§ **WHAT YOU WILL DO**: The expected output is the complete data, reproduced exactly.

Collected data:
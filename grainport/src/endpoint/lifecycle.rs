//! Where an activation is in its life, and what that permits.
//!
//! ```text
//!  Created ──► Activating ──► Active ──► Deactivating ──► Terminated
//!                  │                          ▲
//!                  └─── Activate failed ──────┘
//! ```
//!
//! | state        | application messages | schedule work | reminder lookup/removal |
//! |--------------|----------------------|---------------|-------------------------|
//! | Created      |                      |               |                         |
//! | Activating   |                      | yes           | yes                     |
//! | Active       | yes                  | yes           | yes                     |
//! | Deactivating |                      |               | yes                     |
//! | Terminated   |                      |               |                         |
//!
//! "Schedule work" covers everything that would outlive the current turn:
//! `deactivate_on_idle`, `delay_deactivation`, timers and registering a
//! reminder. A `Deactivate` handler may still find and remove its reminders.

use serde::{Deserialize, Serialize};

/// Lifecycle state of one activation.
#[derive(Debug, Clone, Copy, PartialEq, Eq, Serialize, Deserialize)]
pub enum ActivationState {
    /// Endpoint constructed, `Activate` not delivered yet.
    Created,

    /// `Activate` is running.
    Activating,

    /// Receiving application messages and reminders.
    Active,

    /// `Deactivate` is running, or `Activate` failed.
    Deactivating,

    /// Discarded; the endpoint holds no actor any more.
    Terminated,
}

impl ActivationState {
    /// Whether an activation in `self` may move to `next`.
    pub fn may_enter(self, next: ActivationState) -> bool {
        use ActivationState::*;
        match next {
            Created => false,
            Activating => self == Created,
            Active => self == Activating,
            Deactivating => matches!(self, Activating | Active),
            Terminated => self == Deactivating,
        }
    }

    /// Application messages and reminder ticks are delivered.
    pub fn accepts_messages(self) -> bool {
        self == ActivationState::Active
    }

    /// Actor code may schedule work that outlives the current turn.
    pub fn can_schedule(self) -> bool {
        matches!(self, ActivationState::Activating | ActivationState::Active)
    }

    /// Actor code may look up and unregister its reminders.
    pub fn can_manage_reminders(self) -> bool {
        self.can_schedule() || self == ActivationState::Deactivating
    }

    /// On the way out; a turn rejected in this state belongs on a fresh
    /// activation.
    pub fn is_leaving(self) -> bool {
        matches!(self, ActivationState::Deactivating | ActivationState::Terminated)
    }
}

#[cfg(test)]
mod tests {
    use super::*;
    use ActivationState::*;

    const ALL: [ActivationState; 5] = [Created, Activating, Active, Deactivating, Terminated];

    fn walk(path: &[ActivationState]) -> bool {
        path.windows(2).all(|step| step[0].may_enter(step[1]))
    }

    #[test]
    fn test_lifecycle_paths() {
        assert!(walk(&[Created, Activating, Active, Deactivating, Terminated]));
        // Failed activation skips Active.
        assert!(walk(&[Created, Activating, Deactivating, Terminated]));

        assert!(!walk(&[Created, Active]));
        assert!(!walk(&[Active, Deactivating, Active]));
        assert!(!walk(&[Created, Activating, Active, Terminated]));
        for state in ALL {
            assert!(!state.may_enter(Created));
            assert!(!Terminated.may_enter(state));
        }
    }

    #[test]
    fn test_operations_per_state() {
        let allowed: Vec<(bool, bool, bool)> = ALL
            .iter()
            .map(|s| (s.accepts_messages(), s.can_schedule(), s.can_manage_reminders()))
            .collect();
        assert_eq!(
            allowed,
            vec![
                (false, false, false),
                (false, true, true),
                (true, true, true),
                (false, false, true),
                (false, false, false),
            ]
        );
    }

    #[test]
    fn test_leaving_states() {
        let leaving: Vec<_> = ALL.into_iter().filter(|s| s.is_leaving()).collect();
        assert_eq!(leaving, vec![Deactivating, Terminated]);
    }
}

§ **SOLUTION FOR THIS TASK**:
filename grainport/src/endpoint/lifecycle.rs
//! Where an activation is in its life, and what that permits.
//!
//! ```text
//!  Created ──► Activating ──► Active ──► Deactivating ──► Terminated
//!                  │                          ▲
//!                  └─── Activate failed ──────┘
//! ```
//!
//! | state        | application messages | schedule work | reminder lookup/removal |
//! |--------------|----------------------|---------------|-------------------------|
//! | Created      |                      |               |                         |
//! | Activating   |                      | yes           | yes                     |
//! | Active       | yes                  | yes           | yes                     |
//! | Deactivating |                      |               | yes                     |
//! | Terminated   |                      |               |                         |
//!
//! "Schedule work" covers everything that would outlive the current turn:
//! `deactivate_on_idle`, `delay_deactivation`, timers and registering a
//! reminder. A `Deactivate` handler may still find and remove its reminders.

use serde::{Deserialize, Serialize};

/// Lifecycle state of one activation.
#[derive(Debug, Clone, Copy, PartialEq, Eq, Serialize, Deserialize)]
pub enum ActivationState {
    /// Endpoint constructed, `Activate` not delivered yet.
    Created,

    /// `Activate` is running.
    Activating,

    /// Receiving application messages and reminders.
    Active,

    /// `Deactivate` is running, or `Activate` failed.
    Deactivating,

    /// Discarded; the endpoint holds no actor any more.
    Terminated,
}

impl ActivationState {
    /// Whether an activation in `self` may move to `next`.
    pub fn may_enter(self, next: ActivationState) -> bool {
        use ActivationState::*;
        match next {
            Created => false,
            Activating => self == Created,
            Active => self == Activating,
            Deactivating => matches!(self, Activating | Active),
            Terminated => self == Deactivating,
        }
    }

    /// Application messages and reminder ticks are delivered.
    pub fn accepts_messages(self) -> bool {
        self == ActivationState::Active
    }

    /// Actor code may schedule work that outlives the current turn.
    pub fn can_schedule(self) -> bool {
        matches!(self, ActivationState::Activating | ActivationState::Active)
    }

    /// Actor code may look up and unregister its reminders.
    pub fn can_manage_reminders(self) -> bool {
        self.can_schedule() || self == ActivationState::Deactivating
    }

    /// On the way out; a turn rejected in this state belongs on a fresh
    /// activation.
    pub fn is_leaving(self) -> bool {
        matches!(self, ActivationState::Deactivating | ActivationState::Terminated)
    }
}

#[cfg(test)]
mod tests {
    use super::*;
    use ActivationState::*;

    const ALL: [ActivationState; 5] = [Created, Activating, Active, Deactivating, Terminated];

    fn walk(path: &[ActivationState]) -> bool {
        path.windows(2).all(|step| step[0].may_enter(step[1]))
    }

    #[test]
    fn test_lifecycle_paths() {
        assert!(walk(&[Created, Activating, Active, Deactivating, Terminated]));
        // Failed activation skips Active.
        assert!(walk(&[Created, Activating, Deactivating, Terminated]));

        assert!(!walk(&[Created, Active]));
        assert!(!walk(&[Active, Deactivating, Active]));
        assert!(!walk(&[Created, Activating, Active, Terminated]));
        for state in ALL {
            assert!(!state.may_enter(Created));
            assert!(!Terminated.may_enter(state));
        }
    }

    #[test]
    fn test_operations_per_state() {
        let allowed: Vec<(bool, bool, bool)> = ALL
            .iter()
            .map(|s| (s.accepts_messages(), s.can_schedule(), s.can_manage_reminders()))
            .collect();
        assert_eq!(
            allowed,
            vec![
                (false, false, false),
                (false, true, true),
                (true, true, true),
                (false, false, true),
                (false, false, false),
            ]
        );
    }

    #[test]
    fn test_leaving_states() {
        let leaving: Vec<_> = ALL.into_iter().filter(|s| s.is_leaving()).collect();
        assert_eq!(leaving, vec![Deactivating, Terminated]);
    }
}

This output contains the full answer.